SS: Did similar good fortune play a role in leading you toward Mo Yan?


HG: During a research fellowship year in Manchuria, I read a deeply affecting story of his. Soon after that, I ran into a friend who’d signed up half a dozen young writers, planning to publish story collections of each in English. Unrealistic. I saw he’d included Mo Yan, so I talked him into “releasing” him to me. No one told Mo Yan, of course. The following year, a friend sent me a copy of what would become in English The Garlic Ballads, and I was hooked. I wrote to Mo Yan, care of the now-notorious Writers Association, asking for permission to translate and locate a publisher. He had no idea who I was, but was happy to find a broader readership for his work. Before that happened, however, I read and fell in love with Red Sorghum, got his permission to switch, and, well, it was a good beginning. World Literature Today listed it as the best foreign book of 1993. To date I’ve translated seven of Mo Yan’s novels (I’ve signed on to do the eighth), a collection of stories, a short memoir, and his Nobel lecture. I take pride in the fact that the head of the Nobel Literature Committee told me in Stockholm how critical my English translations were in selecting Mo Yan as the 2012 laureate; I assume he said something similar to the French or Italian or Swedish translators, since the committee members read several languages, but, with one exception, not Chinese.


SS: You’ve said, without arrogance, that anyone who reads Mo Yan in English is reading Howard Goldblatt. How do you define what a translator does? And how does your understanding of translation relate to your characterization of translators as being eternally apologetic?
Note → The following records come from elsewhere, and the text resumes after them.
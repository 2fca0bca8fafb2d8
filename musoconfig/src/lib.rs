//! # MusoBridge Configuration Module
//!
//! Configuration management for MusoBridge:
//! - Loading configuration from a YAML file
//! - Merging with the embedded default configuration
//! - Environment variable overrides
//! - Typed getters/setters for the values the bridge needs
//! - Thread-safe singleton access pattern
//!
//! ## Usage
//!
//! ```no_run
//! use musoconfig::get_config;
//!
//! let config = get_config();
//! let port = config.get_http_port();
//! let context = config.get_url_context_path();
//! ```

use anyhow::{Result, anyhow};
use dirs::home_dir;
use lazy_static::lazy_static;
use serde_yaml::{Mapping, Number, Value};
use std::{
    env, fs,
    path::Path,
    sync::{Arc, Mutex},
};
use tracing::info;
use uuid::Uuid;

// Embedded default configuration
const DEFAULT_CONFIG: &str = include_str!("musobridge.yaml");

lazy_static! {
    static ref CONFIG: Arc<Config> =
        Arc::new(Config::load_config("").expect("Failed to load MusoBridge configuration"));
}

const ENV_CONFIG_DIR: &str = "MUSOBRIDGE_CONFIG";
const ENV_PREFIX: &str = "MUSOBRIDGE_CONFIG__";

const DEFAULT_HTTP_PORT: u16 = 4040;
const DEFAULT_SERVER_NAME: &str = "MusoBridge";
const DEFAULT_COVER_ART_SIZE: u32 = 500;

/// Returns the global configuration singleton.
pub fn get_config() -> Arc<Config> {
    CONFIG.clone()
}

/// Macro to generate a getter for string values with a default
macro_rules! impl_string_getter {
    ($getter:ident, $path:expr, $default:expr) => {
        pub fn $getter(&self) -> String {
            match self.get_value($path) {
                Ok(Value::String(s)) => s,
                _ => $default.to_string(),
            }
        }
    };
}

/// Configuration manager for MusoBridge
///
/// Holds the merged YAML tree (defaults + external file + environment
/// overrides) behind a mutex, and persists writes back to `config.yaml`
/// when the configuration was loaded from disk.
#[derive(Debug)]
pub struct Config {
    path: String,
    data: Mutex<Value>,
}

impl Clone for Config {
    fn clone(&self) -> Self {
        let data = self.data.lock().unwrap().clone();
        Self {
            path: self.path.clone(),
            data: Mutex::new(data),
        }
    }
}

impl Config {
    /// Finds a config directory by trying different locations in order
    fn find_config_dir(directory: &str) -> String {
        // 1. Provided directory
        if !directory.is_empty() {
            return directory.to_string();
        }

        // 2. Environment variable
        if let Ok(env_path) = env::var(ENV_CONFIG_DIR) {
            info!(env_var = ENV_CONFIG_DIR, path = %env_path, "Trying to load config from env");
            return env_path;
        }

        // 3. Current directory
        if Path::new(".musobridge").exists() {
            return ".musobridge".to_string();
        }

        // 4. Home directory
        if let Some(home) = home_dir() {
            let home_config = home.join(".musobridge");
            if home_config.exists() {
                return home_config.to_string_lossy().to_string();
            }
        }

        ".musobridge".to_string()
    }

    /// Creates the config directory if needed and checks permissions
    fn validate_config_dir(path: &Path) -> Result<()> {
        if !path.exists() {
            fs::create_dir_all(path)?;
        }
        if !path.is_dir() {
            return Err(anyhow!("Config path is not a directory"));
        }

        let test_file = path.join(".write_test");
        fs::write(&test_file, b"test")?;
        fs::remove_file(&test_file)?;
        fs::read_dir(path)?;

        Ok(())
    }

    /// Loads the configuration from the specified directory
    ///
    /// The directory is searched in the following order:
    /// 1. The provided `directory` parameter if not empty
    /// 2. The `MUSOBRIDGE_CONFIG` environment variable
    /// 3. `.musobridge` in the current directory
    /// 4. `.musobridge` in the user's home directory
    ///
    /// The embedded defaults are merged with the external `config.yaml` if
    /// present, environment overrides are applied, and the merged result is
    /// written back.
    pub fn load_config(directory: &str) -> Result<Self> {
        let config_dir = Self::find_config_dir(directory);
        let dir_path = Path::new(&config_dir);
        Self::validate_config_dir(dir_path)?;
        info!(config_dir = %config_dir, "Using config directory");

        let config_file_path = dir_path.join("config.yaml");
        let path = config_file_path.to_string_lossy().to_string();

        let mut merged: Value = serde_yaml::from_str(DEFAULT_CONFIG)?;

        let yaml_data = if let Ok(data) = fs::read(&path) {
            info!(config_file = %path, "Loaded config file");
            data
        } else {
            info!(config_file = %path, "Config file not found, using default embedded config");
            DEFAULT_CONFIG.as_bytes().to_vec()
        };

        let external: Value = serde_yaml::from_slice(&yaml_data)?;
        merge_yaml(&mut merged, &external);
        let mut config_value = Self::lower_keys_value(merged);

        Self::apply_env_overrides(&mut config_value);

        let config = Config {
            path,
            data: Mutex::new(config_value),
        };

        config.save()?;
        Ok(config)
    }

    /// Builds an in-memory configuration from a YAML string, merged over the
    /// embedded defaults. Never touches the filesystem; writes are kept in
    /// memory only. Mostly useful for tests.
    pub fn from_yaml_str(yaml: &str) -> Result<Self> {
        let mut merged: Value = serde_yaml::from_str(DEFAULT_CONFIG)?;
        let external: Value = serde_yaml::from_str(yaml)?;
        merge_yaml(&mut merged, &external);

        Ok(Config {
            path: String::new(),
            data: Mutex::new(Self::lower_keys_value(merged)),
        })
    }

    /// Saves the current configuration to its config.yaml file
    ///
    /// In-memory configurations (no backing path) are left untouched.
    pub fn save(&self) -> Result<()> {
        if self.path.is_empty() {
            return Ok(());
        }
        let data = self.data.lock().unwrap();
        let yaml = serde_yaml::to_string(&*data)?;
        fs::write(&self.path, yaml)?;
        Ok(())
    }

    /// Sets a configuration value at the specified path and saves it
    pub fn set_value(&self, path: &[&str], value: Value) -> Result<()> {
        let mut data = self.data.lock().unwrap();
        Self::set_value_internal(&mut data, path, value)?;
        drop(data);
        self.save()?;
        Ok(())
    }

    fn set_value_internal(data: &mut Value, path: &[&str], value: Value) -> Result<()> {
        if path.is_empty() {
            *data = value;
            return Ok(());
        }
        if let Value::Mapping(map) = data {
            let key_value = Value::String(path[0].to_lowercase());
            if path.len() == 1 {
                map.insert(key_value, value);
            } else {
                let entry = map
                    .entry(key_value)
                    .or_insert(Value::Mapping(Mapping::new()));
                Self::set_value_internal(entry, &path[1..], value)?;
            }
            Ok(())
        } else {
            Err(anyhow!("Current node is not a map"))
        }
    }

    /// Gets a configuration value at the specified path
    ///
    /// # Arguments
    ///
    /// * `path` - Array of keys representing the path (e.g., `&["server", "http_port"]`)
    pub fn get_value(&self, path: &[&str]) -> Result<Value> {
        let data = self.data.lock().unwrap();
        Self::get_value_internal(&data, path)
    }

    fn get_value_internal(data: &Value, path: &[&str]) -> Result<Value> {
        let mut current = data;
        for (i, key) in path.iter().enumerate() {
            if let Value::Mapping(map) = current {
                let key = key.to_lowercase();
                if let Some(next) = map.get(&Value::String(key)) {
                    current = next;
                } else {
                    return Err(anyhow!("Path {} does not exist", path[..=i].join(".")));
                }
            } else {
                return Err(anyhow!("Path {} is not a mapping", path[..i].join(".")));
            }
        }
        Ok(current.clone())
    }

    fn apply_env_overrides(config: &mut Value) {
        for (key, value) in env::vars() {
            if let Some(stripped) = key.strip_prefix(ENV_PREFIX) {
                let key_path = stripped.split("__").collect::<Vec<_>>();
                let yaml_value = Self::convert_env_value(&value);
                let _ = Self::set_value_internal(config, &key_path, yaml_value);
            }
        }
    }

    fn convert_env_value(value: &str) -> Value {
        if let Ok(parsed) = serde_yaml::from_str::<Value>(value) {
            return parsed;
        }
        Value::String(value.to_string())
    }

    fn lower_keys_value(value: Value) -> Value {
        match value {
            Value::Mapping(map) => {
                let mut new_map = Mapping::new();
                for (k, v) in map {
                    if let Value::String(s) = k {
                        new_map.insert(Value::String(s.to_lowercase()), Self::lower_keys_value(v));
                    } else {
                        new_map.insert(k, Self::lower_keys_value(v));
                    }
                }
                Value::Mapping(new_map)
            }
            Value::Sequence(seq) => {
                Value::Sequence(seq.into_iter().map(Self::lower_keys_value).collect())
            }
            _ => value,
        }
    }

    // ============= Typed getters =============

    impl_string_getter!(get_server_name, &["server", "name"], DEFAULT_SERVER_NAME);
    impl_string_getter!(get_url_context_path, &["server", "context_path"], "");

    /// Gets the HTTP port of the streaming server
    ///
    /// Returns the configured port, or the default (4040) when missing or
    /// invalid.
    pub fn get_http_port(&self) -> u16 {
        match self.get_value(&["server", "http_port"]) {
            Ok(Value::Number(n)) => match n.as_u64().and_then(|p| u16::try_from(p).ok()) {
                Some(port) => port,
                None => {
                    tracing::warn!("Invalid HTTP port '{}', using default {}", n, DEFAULT_HTTP_PORT);
                    DEFAULT_HTTP_PORT
                }
            },
            Ok(Value::String(s)) => s.parse::<u16>().unwrap_or_else(|_| {
                tracing::warn!("Invalid HTTP port '{}', using default {}", s, DEFAULT_HTTP_PORT);
                DEFAULT_HTTP_PORT
            }),
            _ => DEFAULT_HTTP_PORT,
        }
    }

    /// Sets the HTTP port
    pub fn set_http_port(&self, port: u16) -> Result<()> {
        self.set_value(&["server", "http_port"], Value::Number(Number::from(port)))
    }

    /// Gets the registered license e-mail, if any
    ///
    /// An empty string in the configuration counts as "no license".
    pub fn get_license_email(&self) -> Option<String> {
        match self.get_value(&["license", "email"]) {
            Ok(Value::String(s)) if !s.trim().is_empty() => Some(s),
            _ => None,
        }
    }

    /// Gets the pixel size used when building cover-art URLs
    pub fn get_cover_art_size(&self) -> u32 {
        match self.get_value(&["covers", "size"]) {
            Ok(Value::Number(n)) if n.is_u64() => n.as_u64().unwrap() as u32,
            _ => DEFAULT_COVER_ART_SIZE,
        }
    }

    /// Gets the persisted device UDN, generating and storing one on first use
    pub fn get_udn(&self) -> Result<String> {
        match self.get_value(&["server", "udn"]) {
            Ok(Value::String(udn)) if !udn.trim().is_empty() => {
                let udn = udn.trim();
                Ok(udn.strip_prefix("uuid:").unwrap_or(udn).to_string())
            }
            _ => {
                let new_udn = Uuid::new_v4().to_string();
                self.set_value(&["server", "udn"], Value::String(new_udn.clone()))?;
                Ok(new_udn)
            }
        }
    }
}

/// Recursively merges `other` into `base`
///
/// Mappings are merged key by key; any other value in `other` replaces the
/// value in `base`. A `Null` in `other` is a no-op: an empty YAML document
/// parses to `Null` and must not wipe the defaults.
fn merge_yaml(base: &mut Value, other: &Value) {
    match (base, other) {
        (_, Value::Null) => {}
        (Value::Mapping(base_map), Value::Mapping(other_map)) => {
            for (k, v) in other_map {
                match base_map.get_mut(k) {
                    Some(existing) => merge_yaml(existing, v),
                    None => {
                        base_map.insert(k.clone(), v.clone());
                    }
                }
            }
        }
        (base, other) => {
            *base = other.clone();
        }
    }
}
HG: I still find it baffling that a reviewer of a translation can credit or fault the author of a book for good/bad writing. It’s probably wrong to do that with the translator as well, though they are her words, since unless the reviewer knows the original language, he cannot be sure where the merit/fault lies. On behalf of literary translators everywhere, let me declare that we have nothing to apologize for, save screwing up a translation and, maybe, the occasional bad choice of what to translate. And yet, some outlets continue to omit translators’ names in published reviews, leading a reader to assume that the work was written in English, and it has taken years to get publishers to prominently display the fact that what the reader has in her hands is a facsimile of the original work. Whenever I begin to question my role in the literary process, I pull out my copy of Robert Wechsler’s book, Performing without a Stage, for encouragement. He reminds us not only of the perils we face (“There is no such thing as a good translator.” I.B. Singer) but, importantly, the signal service we provide (“Translation is a more advanced stage of civilization.” Borges). One question I’m often asked is for whom I translate — the author or the reader. While the choice is more nuanced than that, my answer never varies. The author wrote for his readers, and that is for whom I translate.


There are some prizes given to translated fiction — the American PEN Center award, the Best Translated Book Award, the Man Asian Prize (also available to works written in English), the Dublin IMPAC Prize, and more. But the only U.S. prize in which the translation is first checked for accuracy is the Translation of the Year Award from the American Literary Translators Association. That means that the other prizes are given for the book, not the translation, since the judges cannot know if in fact the translators have done their job well; I served as a judge for one of the PEN contests, in which a great many languages were included, while we judges were competent in three or four. I loved the book we chose, but to this day can state only that the translation read well.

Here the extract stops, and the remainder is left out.